Nies: We had a composite. Since we worked heavily in the IBM environment, it shouldn’t be surprising that many of the early people who joined us came from IBM. They saw what we were doing, believed in what we were doing, and wanted to join us. At one time, perhaps 50 percent of our workforce in the early years was directly from IBM. Later, some people from our customer base also wanted to join us. But I felt that we couldn’t draw exclusively on IBM people or our customers as the main means to build and develop our company. I felt that we had to follow the same kind of concept that IBM followed, and that was heavily recruiting the best and the brightest from college campuses. So by 1972 or 1973, we were already going directly onto the college campuses and recruiting the best we could find and bringing them into Cincom.

But, one of the problems in those days was that there wasn’t yet a robust computer sciences curriculum, or even an emphasis in computer sciences in most universities. So, we might recruit a mathematics major or an economics major or a music major, and we would then enroll them into an intensive and extensive “boot camp” like training program all summer long. We would inculcate in them not only the ideas of computer and software, but also the ideals that Cincom stood for. The idea was that we would be doing for them what IBM did for me — which is make a large scale investment in them which extended over 18 to 24 months, and help these people to well-develop in the computer field. We hoped that many of those people would believe in our company over a long period of time so that as they grew out of their twenties we would have an active, energetic, well-trained group of people who had ten or twelve years’ experience with Cincom while still in their early thirties. We rapidly went to an environment from exclusively hiring experienced, trained, seasoned vets to also investing heavily in very good, young people for the future. We had a formal education training program that was really terrific. It was probably the best training program then developed in the software industry, and today may still be among the best that has been provided in our field.

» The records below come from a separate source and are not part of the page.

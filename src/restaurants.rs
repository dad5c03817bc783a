//! Restaurant records, the on-disk catalog and structured search filters.

use serde::{Deserialize, Serialize};
use std::fs::File;
use std::io::{BufReader, BufWriter};
use std::path::Path;

/// A restaurant as stored in the catalog and returned from search.
///
/// `description` and `search_text` are derived projections of the other
/// fields, regenerated in full on every indexing pass.
#[derive(Debug, Clone, Default, Serialize, Deserialize, PartialEq)]
pub struct Restaurant {
    #[serde(default, alias = "restaurant_id")]
    pub id: String,
    #[serde(default)]
    pub name: String,
    #[serde(default)]
    pub categories: Vec<String>,
    #[serde(default)]
    pub city: String,
    #[serde(default)]
    pub state: String,
    #[serde(default)]
    pub address: String,
    #[serde(default)]
    pub stars: f32,
    #[serde(default)]
    pub review_count: u32,
    #[serde(default)]
    pub good_for_kids: bool,
    #[serde(default)]
    pub dogs_allowed: bool,
    #[serde(default)]
    pub wifi: bool,
    #[serde(default)]
    pub ambiences: Vec<String>,
    #[serde(default)]
    pub good_for_meals: Vec<String>,
    #[serde(default)]
    pub description: String,
    #[serde(default)]
    pub search_text: String,
}

/// A single user review from the raw dataset.
#[derive(Debug, Clone, Default, Deserialize)]
pub struct Review {
    #[serde(default)]
    pub stars: f32,
    #[serde(default)]
    pub review: String,
}

/// A raw dataset row: catalog fields plus the free-text review material
/// that is only consumed while synthesizing `description`/`search_text`.
/// Reviews and tips are never persisted to the catalog.
#[derive(Debug, Clone, Default, Deserialize)]
pub struct DatasetRecord {
    #[serde(flatten)]
    pub restaurant: Restaurant,
    #[serde(default)]
    pub reviews: Vec<Review>,
    #[serde(default)]
    pub tips: Vec<String>,
}

/// Position-indexed payload store for the vector index.
///
/// The numeric id of a restaurant is its position in the catalog, matching
/// the ids stored in vectors.bin. Built once by the indexing pass and
/// immutable for the lifetime of a server process.
#[derive(Debug, Default)]
pub struct Catalog {
    restaurants: Vec<Restaurant>,
}

impl Catalog {
    pub fn new(restaurants: Vec<Restaurant>) -> Self {
        Self { restaurants }
    }

    pub fn load(path: &Path) -> anyhow::Result<Self> {
        let file = File::open(path)?;
        let restaurants: Vec<Restaurant> = serde_json::from_reader(BufReader::new(file))?;
        Ok(Self { restaurants })
    }

    pub fn save(&self, path: &Path) -> anyhow::Result<()> {
        let file = File::create(path)?;
        serde_json::to_writer_pretty(BufWriter::new(file), &self.restaurants)?;
        Ok(())
    }

    pub fn get(&self, id: u64) -> Option<&Restaurant> {
        self.restaurants.get(id as usize)
    }

    pub fn len(&self) -> usize {
        self.restaurants.len()
    }

    pub fn is_empty(&self) -> bool {
        self.restaurants.is_empty()
    }

    pub fn iter(&self) -> impl Iterator<Item = (u64, &Restaurant)> {
        self.restaurants
            .iter()
            .enumerate()
            .map(|(id, r)| (id as u64, r))
    }
}

/// A search candidate with its cosine similarity to the query.
#[derive(Debug, Clone, Serialize)]
pub struct ScoredResult {
    pub restaurant: Restaurant,
    pub score: f32,
}

/// Structured post-filters applied to the ranked candidate list.
///
/// Every field is independently optional; an unset field imposes no
/// constraint.
#[derive(Debug, Clone, Default, Serialize, Deserialize, PartialEq)]
pub struct SearchFilters {
    pub location: Option<String>,
    pub categories: Option<Vec<String>>,
    pub min_stars: Option<f32>,
    pub good_for_kids: Option<bool>,
    pub dogs_allowed: Option<bool>,
}

/// Keyword -> categories table for best-effort preference parsing.
/// First match wins.
const CATEGORY_KEYWORDS: &[(&str, &[&str])] = &[
    ("italian", &["Italian"]),
    ("pizza", &["Pizza", "Italian"]),
    ("chinese", &["Chinese"]),
    ("thai", &["Thai"]),
    ("mexican", &["Mexican"]),
    ("coffee", &["Coffee & Tea"]),
    ("breakfast", &["Breakfast & Brunch"]),
    ("lunch", &["Sandwiches", "American (Traditional)"]),
    ("dinner", &["American (New)", "Italian"]),
    ("bar", &["Bars", "Wine Bars"]),
    ("fast food", &["Fast Food"]),
    ("seafood", &["Seafood"]),
];

impl SearchFilters {
    pub fn is_empty(&self) -> bool {
        self.location.is_none()
            && self.categories.is_none()
            && self.min_stars.is_none()
            && self.good_for_kids.is_none()
            && self.dogs_allowed.is_none()
    }

    /// Best-effort keyword detection over free-text preferences.
    ///
    /// Works on English keywords, so callers should pass text that already
    /// went through query normalization when the input may be Korean.
    pub fn from_preferences(text: &str) -> Self {
        let text = text.to_lowercase();
        let mut filters = Self::default();

        for (keyword, categories) in CATEGORY_KEYWORDS {
            if text.contains(keyword) {
                filters.categories =
                    Some(categories.iter().map(|c| c.to_string()).collect());
                break;
            }
        }

        if text.contains("4 star") || text.contains("high rating") {
            filters.min_stars = Some(4.0);
        } else if text.contains("3 star") || text.contains("good rating") {
            filters.min_stars = Some(3.0);
        }

        if text.contains("family") || text.contains("kids") {
            filters.good_for_kids = Some(true);
        }

        if text.contains("dog") || text.contains("pet") {
            filters.dogs_allowed = Some(true);
        }

        filters
    }

    /// Evaluate this filter set against one restaurant.
    ///
    /// Location is a case-insensitive substring match on the city.
    /// Categories match if any requested category is present
    /// (case-insensitive). Boolean flags require exact equality. Missing
    /// candidate fields evaluate as their empty defaults and so fail any
    /// set constraint.
    pub fn matches(&self, restaurant: &Restaurant) -> bool {
        if let Some(location) = &self.location {
            if !restaurant
                .city
                .to_lowercase()
                .contains(&location.to_lowercase())
            {
                return false;
            }
        }

        if let Some(min_stars) = self.min_stars {
            if restaurant.stars < min_stars {
                return false;
            }
        }

        if let Some(categories) = &self.categories {
            let any_match = categories.iter().any(|wanted| {
                restaurant
                    .categories
                    .iter()
                    .any(|have| have.eq_ignore_ascii_case(wanted))
            });
            if !any_match {
                return false;
            }
        }

        if let Some(good_for_kids) = self.good_for_kids {
            if restaurant.good_for_kids != good_for_kids {
                return false;
            }
        }

        if let Some(dogs_allowed) = self.dogs_allowed {
            if restaurant.dogs_allowed != dogs_allowed {
                return false;
            }
        }

        true
    }
}

/// Order-preserving filter pass over ranked candidates.
pub fn apply_filters(candidates: Vec<ScoredResult>, filters: &SearchFilters) -> Vec<ScoredResult> {
    candidates
        .into_iter()
        .filter(|candidate| filters.matches(&candidate.restaurant))
        .collect()
}

#[cfg(test)]
mod tests {
    use super::*;

    fn restaurant(name: &str, stars: f32) -> Restaurant {
        Restaurant {
            id: name.to_lowercase(),
            name: name.to_string(),
            stars,
            ..Default::default()
        }
    }

    fn scored(restaurant: Restaurant, score: f32) -> ScoredResult {
        ScoredResult { restaurant, score }
    }

    #[test]
    fn test_empty_filters_keep_everything() {
        let candidates = vec![
            scored(restaurant("A", 4.5), 0.9),
            scored(restaurant("B", 2.0), 0.8),
        ];
        let filters = SearchFilters::default();
        assert!(filters.is_empty());
        let kept = apply_filters(candidates, &filters);
        assert_eq!(kept.len(), 2);
    }

    #[test]
    fn test_min_stars_order_preserved() {
        let candidates = vec![
            scored(restaurant("A", 4.5), 0.9),
            scored(restaurant("B", 3.0), 0.8),
            scored(restaurant("C", 5.0), 0.7),
        ];
        let filters = SearchFilters {
            min_stars: Some(4.0),
            ..Default::default()
        };
        let kept = apply_filters(candidates, &filters);
        assert_eq!(kept.len(), 2);
        assert_eq!(kept[0].restaurant.stars, 4.5);
        assert_eq!(kept[1].restaurant.stars, 5.0);
    }

    #[test]
    fn test_filters_never_grow_result() {
        let candidates = vec![
            scored(restaurant("A", 4.5), 0.9),
            scored(restaurant("B", 3.0), 0.8),
        ];
        let total = candidates.len();
        let filters = SearchFilters {
            min_stars: Some(0.0),
            good_for_kids: Some(false),
            ..Default::default()
        };
        assert!(apply_filters(candidates, &filters).len() <= total);
    }

    #[test]
    fn test_location_substring_case_insensitive() {
        let mut r = restaurant("A", 4.0);
        r.city = "Santa Barbara".to_string();
        let filters = SearchFilters {
            location: Some("santa".to_string()),
            ..Default::default()
        };
        assert!(filters.matches(&r));

        let miss = SearchFilters {
            location: Some("Goleta".to_string()),
            ..Default::default()
        };
        assert!(!miss.matches(&r));
    }

    #[test]
    fn test_categories_match_any() {
        let mut r = restaurant("A", 4.0);
        r.categories = vec!["Pizza".to_string(), "Italian".to_string()];
        let filters = SearchFilters {
            categories: Some(vec!["Sushi Bars".to_string(), "pizza".to_string()]),
            ..Default::default()
        };
        assert!(filters.matches(&r));

        let miss = SearchFilters {
            categories: Some(vec!["Thai".to_string()]),
            ..Default::default()
        };
        assert!(!miss.matches(&r));
    }

    #[test]
    fn test_boolean_flags_require_exact_equality() {
        let mut r = restaurant("A", 4.0);
        r.good_for_kids = true;
        r.dogs_allowed = false;

        let want_kids = SearchFilters {
            good_for_kids: Some(true),
            ..Default::default()
        };
        assert!(want_kids.matches(&r));

        // A set `false` must match exactly false, not "anything"
        let no_kids = SearchFilters {
            good_for_kids: Some(false),
            ..Default::default()
        };
        assert!(!no_kids.matches(&r));

        let no_dogs = SearchFilters {
            dogs_allowed: Some(false),
            ..Default::default()
        };
        assert!(no_dogs.matches(&r));
    }

    #[test]
    fn test_defaulted_fields_fail_set_constraints() {
        // Candidate with everything missing: empty city, 0 stars, false flags
        let r = Restaurant::default();
        let filters = SearchFilters {
            location: Some("Santa Barbara".to_string()),
            ..Default::default()
        };
        assert!(!filters.matches(&r));

        let stars = SearchFilters {
            min_stars: Some(1.0),
            ..Default::default()
        };
        assert!(!stars.matches(&r));
    }

    #[test]
    fn test_preferences_category_first_match_wins() {
        // "pizza" appears before "dinner" in the table
        let filters = SearchFilters::from_preferences("Pizza for dinner");
        assert_eq!(
            filters.categories,
            Some(vec!["Pizza".to_string(), "Italian".to_string()])
        );
    }

    #[test]
    fn test_preferences_rating_and_flags() {
        let filters =
            SearchFilters::from_preferences("high rating family place where dogs are welcome");
        assert_eq!(filters.min_stars, Some(4.0));
        assert_eq!(filters.good_for_kids, Some(true));
        assert_eq!(filters.dogs_allowed, Some(true));
        assert!(filters.categories.is_none());
    }

    #[test]
    fn test_preferences_nothing_detected() {
        let filters = SearchFilters::from_preferences("somewhere nice");
        assert!(filters.is_empty());
    }

    #[test]
    fn test_catalog_roundtrip() {
        let dir = tempfile::tempdir().unwrap();
        let path = dir.path().join("catalog.json");

        let catalog = Catalog::new(vec![restaurant("A", 4.5), restaurant("B", 3.0)]);
        catalog.save(&path).unwrap();

        let loaded = Catalog::load(&path).unwrap();
        assert_eq!(loaded.len(), 2);
        assert_eq!(loaded.get(0).unwrap().name, "A");
        assert_eq!(loaded.get(1).unwrap().name, "B");
        assert!(loaded.get(2).is_none());
    }

    #[test]
    fn test_dataset_record_parses_payload_aliases() {
        let json = r#"{
            "restaurant_id": "r1",
            "name": "Mario's",
            "categories": ["Pizza"],
            "stars": 4.5,
            "review_count": 120,
            "reviews": [{"stars": 5.0, "review": "great thin crust"}],
            "tips": ["try the margherita"]
        }"#;
        let record: DatasetRecord = serde_json::from_str(json).unwrap();
        assert_eq!(record.restaurant.id, "r1");
        assert_eq!(record.restaurant.review_count, 120);
        assert_eq!(record.reviews.len(), 1);
        assert_eq!(record.tips.len(), 1);
    }
}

We also returned to the professional services business, partly because those young people were not yet skillful enough with what they had learned to be either developers of software, or sellers or supporters of software products. So we had placed them on services contract under the guidance, and witht he support, of some seasoned, experienced people. In this way, they would fortify and, through work experience, learn and understand more fully what they had learned int eh classrooms. But, we went back into the professional services business not as a money-making opportunity — in fact, we were losing money on services — but as a part of the education and learning program to help these people get quickly established into Cincom and into the computer software field. Our customers loved this program because we provided extremely bright, very energetic resources to them at truly bargain prices.

That’s basically how we evolved throughout the seventies in America. In our international business, we did no build on the same model. Internationally, we didn’t have the concentration of resources in any one country as we did in the United States. So we couldn’t afford to have these major learning programs. Internationally, we continued to hire only the best and the brightest from the professional fields. Even today our international group is based more on seasoned veterans – well trained, highly skilled people who have already established themselves. We are continuing to grow our organization using experienced people.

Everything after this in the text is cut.